Gay makes an extremely valid point on the attitudes of being fat. People don’t understand that it’s a constant struggle and almost being anxious at every social situation. From public bathrooms (using the bigger stalls) from worrying about something so trivial like chairs, and from stairs being almost a public horror display, being fat is not easy.  There is some stigma with fatness. “Why don’t you just get up and lose the weight?” “Dieting isn’t that hard” “Get a gym membership.” Gay isn’t a stranger to these comments and even does everything they say. However, in Gay’s point of view, her body has become her protection due to past experiences and difficult to give up that protection.

I’ve personally struggled with my weight for years. When I was a kid, I didn’t weigh much but when I entered middle school, I gained so much weight (I believe I might have been close to 200 at the time) A lot of middle schoolers complained that they weren’t “big enough” for the JR/teen section at department stores but I was already deep into that size of clothing. I became jealous of them that they have something to complain about. I became so insecure of my body that the only article of clothing I wore was jeans and a hoodie and no joke that’s all I wore. Noticeable in high school, people would always comment “why are you always wearing a sweater? It’s almost 90 degrees?” And I was just say, “eh it’s my style.”  I couldn’t show my arms, my legs, my skin, the outline of my belly because I was so insecure about myself. I hated going to school, with people looking at me, with my whole self on display.
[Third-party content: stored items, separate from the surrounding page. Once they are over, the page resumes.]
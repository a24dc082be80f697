//! Frame handlers

use crate::{Connection, HandlerError};
use async_trait::async_trait;
use rsocket_proto::{FrameView, TypedFrame};
use std::future::Future;
use std::marker::PhantomData;

/// Callback invoked for each decoded frame of type `F`.
///
/// Handlers run on the connection's read loop, one frame at a time in
/// arrival order. A handler that waits on something slow stalls every
/// stream on the connection; long work belongs on a spawned task.
#[async_trait]
pub trait Handler<F>: Send + Sync + 'static
where
    F: Send + 'static,
{
    /// Handle one frame
    async fn handle(&self, connection: &Connection, frame: F) -> Result<(), HandlerError>;
}

/// Handler built from an async closure, see [`handler_fn`]
#[derive(Clone)]
pub struct FnHandler<C> {
    f: C,
}

/// Wrap `f(connection, frame)` as a [`Handler`]
pub fn handler_fn<C>(f: C) -> FnHandler<C> {
    FnHandler { f }
}

#[async_trait]
impl<C, F, Fut> Handler<F> for FnHandler<C>
where
    C: Fn(Connection, F) -> Fut + Send + Sync + 'static,
    F: Send + 'static,
    Fut: Future<Output = Result<(), HandlerError>> + Send + 'static,
{
    async fn handle(&self, connection: &Connection, frame: F) -> Result<(), HandlerError> {
        (self.f)(connection.clone(), frame).await
    }
}

/// Type-erased handler stored in the registry
#[async_trait]
pub(crate) trait DynHandler: Send + Sync {
    async fn call(&self, connection: &Connection, frame: TypedFrame) -> Result<(), HandlerError>;
}

pub(crate) struct Typed<H, F> {
    handler: H,
    _frame: PhantomData<fn(F)>,
}

impl<H, F> Typed<H, F> {
    pub(crate) fn new(handler: H) -> Self {
        Self {
            handler,
            _frame: PhantomData,
        }
    }
}

#[async_trait]
impl<H, F> DynHandler for Typed<H, F>
where
    H: Handler<F>,
    F: FrameView + Send + 'static,
{
    async fn call(&self, connection: &Connection, frame: TypedFrame) -> Result<(), HandlerError> {
        match F::from_typed(frame) {
            Some(frame) => self.handler.handle(connection, frame).await,
            // Registry keys pin the frame type, so this is unreachable in practice
            None => Ok(()),
        }
    }
}
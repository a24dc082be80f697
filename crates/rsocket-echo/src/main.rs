//! RSocket echo server binary
//!
//! Usage: `rsocket-echo [config.json]`. `RSOCKET_ECHO_BIND` overrides the
//! listen address.

use anyhow::Result;
use rsocket_echo::{EchoConfig, EchoServer};
use tracing::{error, info};

#[tokio::main]
async fn main() -> Result<()> {
    // Initialize tracing
    tracing_subscriber::fmt()
        .with_env_filter(tracing_subscriber::EnvFilter::from_default_env())
        .init();

    let config = EchoConfig::load(std::env::args().nth(1))?;
    info!("Starting RSocket echo server on {}", config.bind);

    let server = EchoServer::bind(config).await?;
    tokio::select! {
        result = server.serve() => {
            if let Err(e) = result {
                error!("Server error: {:#}", e);
                std::process::exit(1);
            }
        }
        _ = tokio::signal::ctrl_c() => {
            info!("Interrupted, shutting down");
        }
    }

    Ok(())
}
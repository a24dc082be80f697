//! Length-prefixed frame codec for byte-stream transports
//!
//! Each frame on the wire is preceded by its length as a 24-bit big-endian
//! integer. The length covers header and body, not the prefix itself.

use crate::payload::{get_u24, put_u24};
use crate::writeable::write_counted;
use crate::{BufferPool, Frame, ProtocolError, Result, WriteReport, WriteableFrame, HEADER_LEN};
use bytes::{Buf, BufMut, Bytes, BytesMut};
use std::io;
use tokio::io::{AsyncRead, AsyncReadExt, AsyncWrite, AsyncWriteExt};

/// Width of the transport length prefix
pub const FRAME_LENGTH_PREFIX: usize = 3;

/// Largest frame the length prefix can describe (16MB - 1)
pub const MAX_FRAME_SIZE: usize = 0xFF_FFFF;

/// Default read buffer capacity
pub const DEFAULT_READ_BUFFER_CAPACITY: usize = 8192;

/// Frame codec for encoding/decoding frames over async streams
#[derive(Debug)]
pub struct FrameCodec {
    /// Read buffer for incoming data
    read_buf: BytesMut,
    /// Maximum frame size allowed
    max_frame_size: usize,
}

impl Default for FrameCodec {
    fn default() -> Self {
        Self::new()
    }
}

impl FrameCodec {
    /// Create a new frame codec with default settings
    pub fn new() -> Self {
        Self::with_limits(MAX_FRAME_SIZE, DEFAULT_READ_BUFFER_CAPACITY)
    }

    /// Create a new frame codec with custom max frame size
    pub fn with_max_frame_size(max_frame_size: usize) -> Self {
        Self::with_limits(max_frame_size, DEFAULT_READ_BUFFER_CAPACITY)
    }

    /// Create a codec with a frame size limit and initial read buffer size.
    ///
    /// `max_frame_size` is capped at [`MAX_FRAME_SIZE`].
    pub fn with_limits(max_frame_size: usize, read_buffer_capacity: usize) -> Self {
        Self {
            read_buf: BytesMut::with_capacity(read_buffer_capacity),
            max_frame_size: max_frame_size.min(MAX_FRAME_SIZE),
        }
    }

    /// Largest frame this codec accepts or emits
    pub fn max_frame_size(&self) -> usize {
        self.max_frame_size
    }

    fn check_size(&self, size: usize) -> Result<()> {
        if size > self.max_frame_size {
            return Err(ProtocolError::FrameTooLarge {
                size,
                max: self.max_frame_size,
            });
        }
        Ok(())
    }

    /// Encode a frame to bytes with length prefix
    pub fn encode_frame(&self, frame: &WriteableFrame) -> Result<Bytes> {
        self.check_size(frame.len())?;

        let mut buf = BytesMut::with_capacity(FRAME_LENGTH_PREFIX + frame.len());
        put_u24(&mut buf, frame.len())?;
        frame.encode_into(&mut buf)?;
        Ok(buf.freeze())
    }

    /// Append length-prefixed frames to `buf`.
    ///
    /// Every frame is size-checked first; on error `buf` is left untouched.
    pub fn encode_frames_into<'a, B, I>(&self, buf: &mut B, frames: I) -> Result<usize>
    where
        B: BufMut,
        I: IntoIterator<Item = &'a WriteableFrame>,
        I::IntoIter: Clone,
    {
        let frames = frames.into_iter();
        let mut total = 0;
        for frame in frames.clone() {
            self.check_size(frame.len())?;
            frame.check_metadata()?;
            total += FRAME_LENGTH_PREFIX + frame.len();
        }
        for frame in frames {
            put_u24(buf, frame.len())?;
            frame.encode_into(buf)?;
        }
        Ok(total)
    }

    /// Write one frame with its length prefix and flush
    pub async fn write_frame<W>(&self, writer: &mut W, frame: &WriteableFrame) -> WriteReport
    where
        W: AsyncWrite + Unpin + ?Sized,
    {
        self.write_frames(writer, &[frame]).await
    }

    /// Write a group of frames back to back, then flush.
    ///
    /// Sizes are checked before the first byte goes out, so an oversized
    /// frame fails the group without writing any of it. Once writing has
    /// started the first error ends the group and the report says how far
    /// it got.
    pub async fn write_frames<W>(&self, writer: &mut W, frames: &[&WriteableFrame]) -> WriteReport
    where
        W: AsyncWrite + Unpin + ?Sized,
    {
        for frame in frames {
            if let Err(err) = self.check_size(frame.len()) {
                return WriteReport::failed(0, err);
            }
        }

        let mut report = WriteReport::default();
        for frame in frames {
            let prefix = (frame.len() as u32).to_be_bytes();
            if let Err(err) =
                write_counted(writer, &prefix[4 - FRAME_LENGTH_PREFIX..], &mut report.written).await
            {
                report.error = Some(err.into());
                return report;
            }
            report.merge(frame.write_to(writer).await);
            if !report.is_ok() {
                return report;
            }
        }

        if let Err(err) = writer.flush().await {
            report.error = Some(err.into());
        }
        report
    }

    /// Write a group of frames, coalescing small groups into one buffer.
    ///
    /// A group that fits in one of `pool`'s buffers is encoded into a
    /// borrowed buffer and handed to the writer in a single write; larger
    /// groups are streamed frame by frame as in [`FrameCodec::write_frames`].
    pub async fn write_frames_pooled<W>(
        &self,
        writer: &mut W,
        frames: &[&WriteableFrame],
        pool: &BufferPool,
    ) -> WriteReport
    where
        W: AsyncWrite + Unpin + ?Sized,
    {
        let total: usize = frames
            .iter()
            .map(|frame| FRAME_LENGTH_PREFIX + frame.len())
            .sum();
        if total > pool.config().buffer_capacity {
            return self.write_frames(writer, frames).await;
        }

        let mut buf = pool.acquire();
        if let Err(err) = self.encode_frames_into(&mut *buf, frames.iter().copied()) {
            return WriteReport::failed(0, err);
        }

        let mut report = WriteReport::default();
        if let Err(err) = write_counted(writer, &buf, &mut report.written).await {
            report.error = Some(err.into());
            return report;
        }
        if let Err(err) = writer.flush().await {
            report.error = Some(err.into());
        }
        report
    }

    /// Read a frame from an async reader.
    ///
    /// Returns `Ok(None)` on a clean end of stream.
    pub async fn read_frame<R>(&mut self, reader: &mut R) -> Result<Option<Frame>>
    where
        R: AsyncRead + Unpin + ?Sized,
    {
        loop {
            // Try to decode a frame from the buffer
            if let Some(frame) = self.try_decode_frame()? {
                return Ok(Some(frame));
            }

            if self.read_buf.capacity() == self.read_buf.len() {
                self.read_buf.reserve(DEFAULT_READ_BUFFER_CAPACITY);
            }
            let n = reader.read_buf(&mut self.read_buf).await?;

            if n == 0 {
                // EOF reached
                if self.read_buf.is_empty() {
                    return Ok(None);
                } else {
                    return Err(io::Error::from(io::ErrorKind::UnexpectedEof).into());
                }
            }
        }
    }

    /// Try to decode a frame from the internal buffer
    pub fn try_decode_frame(&mut self) -> Result<Option<Frame>> {
        let frame_len = match get_u24(&self.read_buf) {
            Some(len) => len,
            // Not enough data for length prefix
            None => return Ok(None),
        };

        self.check_size(frame_len)?;
        if frame_len < HEADER_LEN {
            return Err(ProtocolError::MalformedHeader {
                needed: HEADER_LEN,
                available: frame_len,
            });
        }

        if self.read_buf.len() < FRAME_LENGTH_PREFIX + frame_len {
            self.read_buf.reserve(FRAME_LENGTH_PREFIX + frame_len - self.read_buf.len());
            return Ok(None);
        }

        self.read_buf.advance(FRAME_LENGTH_PREFIX);
        let frame_data = self.read_buf.split_to(frame_len).freeze();
        Frame::decode(frame_data).map(Some)
    }

    /// Get the current buffer size
    pub fn buffer_size(&self) -> usize {
        self.read_buf.len()
    }

    /// Clear the internal buffer
    pub fn clear_buffer(&mut self) {
        self.read_buf.clear();
    }
}
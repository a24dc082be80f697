//! Error types for the connection layer

use rsocket_proto::{ErrorCode, FrameType, ProtocolError};
use thiserror::Error;

/// Main error type for connection operations
#[derive(Debug, Error)]
pub enum ConnectionError {
    /// Operation attempted after the connection was closed
    #[error("Connection closed")]
    ConnectionClosed,

    /// The read loop was already started
    #[error("Connection already started")]
    AlreadyStarted,

    /// I/O errors on the transport
    #[error("Transport error: {0}")]
    Transport(#[from] std::io::Error),

    /// A frame group reached the transport only in part
    #[error("Partial write after {written} bytes: {source}")]
    PartialWrite {
        /// Bytes the transport accepted before the failure
        written: usize,
        /// What stopped the write
        source: ProtocolError,
    },

    /// Protocol-related errors
    #[error("Protocol error: {0}")]
    Protocol(ProtocolError),

    /// A frame arrived on a stream its type does not belong to
    #[error("{frame_type} frame not allowed on stream {stream_id}")]
    InvalidStream {
        /// Stream the frame arrived on
        stream_id: u32,
        /// Type of the offending frame
        frame_type: FrameType,
    },

    /// A connection-level handler failed with a connection error code
    #[error("Handler error: {0}")]
    Handler(#[from] HandlerError),
}

impl From<ProtocolError> for ConnectionError {
    fn from(err: ProtocolError) -> Self {
        match err {
            ProtocolError::Io(e) => Self::Transport(e),
            other => Self::Protocol(other),
        }
    }
}

impl ConnectionError {
    /// Classify a failed write of `written` bytes
    pub(crate) fn write_failed(written: usize, source: ProtocolError) -> Self {
        if written == 0 {
            source.into()
        } else {
            Self::PartialWrite { written, source }
        }
    }
}

/// Failure reported by a frame handler.
///
/// The dispatcher answers with an ERROR frame carrying `code` and `message`
/// on the stream the frame arrived on.
#[derive(Debug, Clone, PartialEq, Eq, Error)]
#[error("{code}: {message}")]
pub struct HandlerError {
    /// Error code sent to the peer
    pub code: ErrorCode,
    /// Human-readable message sent to the peer
    pub message: String,
}

impl HandlerError {
    /// Create a handler error
    pub fn new(code: ErrorCode, message: impl Into<String>) -> Self {
        Self {
            code,
            message: message.into(),
        }
    }

    /// APPLICATION_ERROR
    pub fn application(message: impl Into<String>) -> Self {
        Self::new(ErrorCode::ApplicationError, message)
    }

    /// REJECTED
    pub fn rejected(message: impl Into<String>) -> Self {
        Self::new(ErrorCode::Rejected, message)
    }

    /// INVALID
    pub fn invalid(message: impl Into<String>) -> Self {
        Self::new(ErrorCode::Invalid, message)
    }
}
Like Gay, I tried to “fix the problem.” I tried motivating myself by watching the biggest loser, tried all the diets out there, and I even started binging and purging. The binging/purging didn’t last super long though because frankly I was super bad at that. I hated my body so much that I wanted to punish it. When Gay talked about punishing herself, I almost went into tears because I was once that person too. Instead, I use a razor in order to punish myself for not even being able to binge/purge. I’m still struggling with my weight today. It’s a physical and mental roller coaster. Trying to be happy in a body that other sees as dissatisfying puts a toll on someone.

Gay teaches us that we shouldn’t punish ourselves for being who we are. We shouldn’t punish ourselves about not satisfying society’s standards of physical beauty. We shouldn’t punish ourselves at all.

This is one of those books that I’m probably am going to end up buying in the near future (although I don’t buy books anymore). I’m glad someone finally wrote a book that talks about being fat in a humane and honest way instead of trying to motivate the reader to “fix the problem”

There’s so much more to unravel with this novel but I will leave you with this. Open your mind and read this book. Set aside past prejudices, the glamorizations of losing weight, and all the typical things society wants us to do. Just read and learn.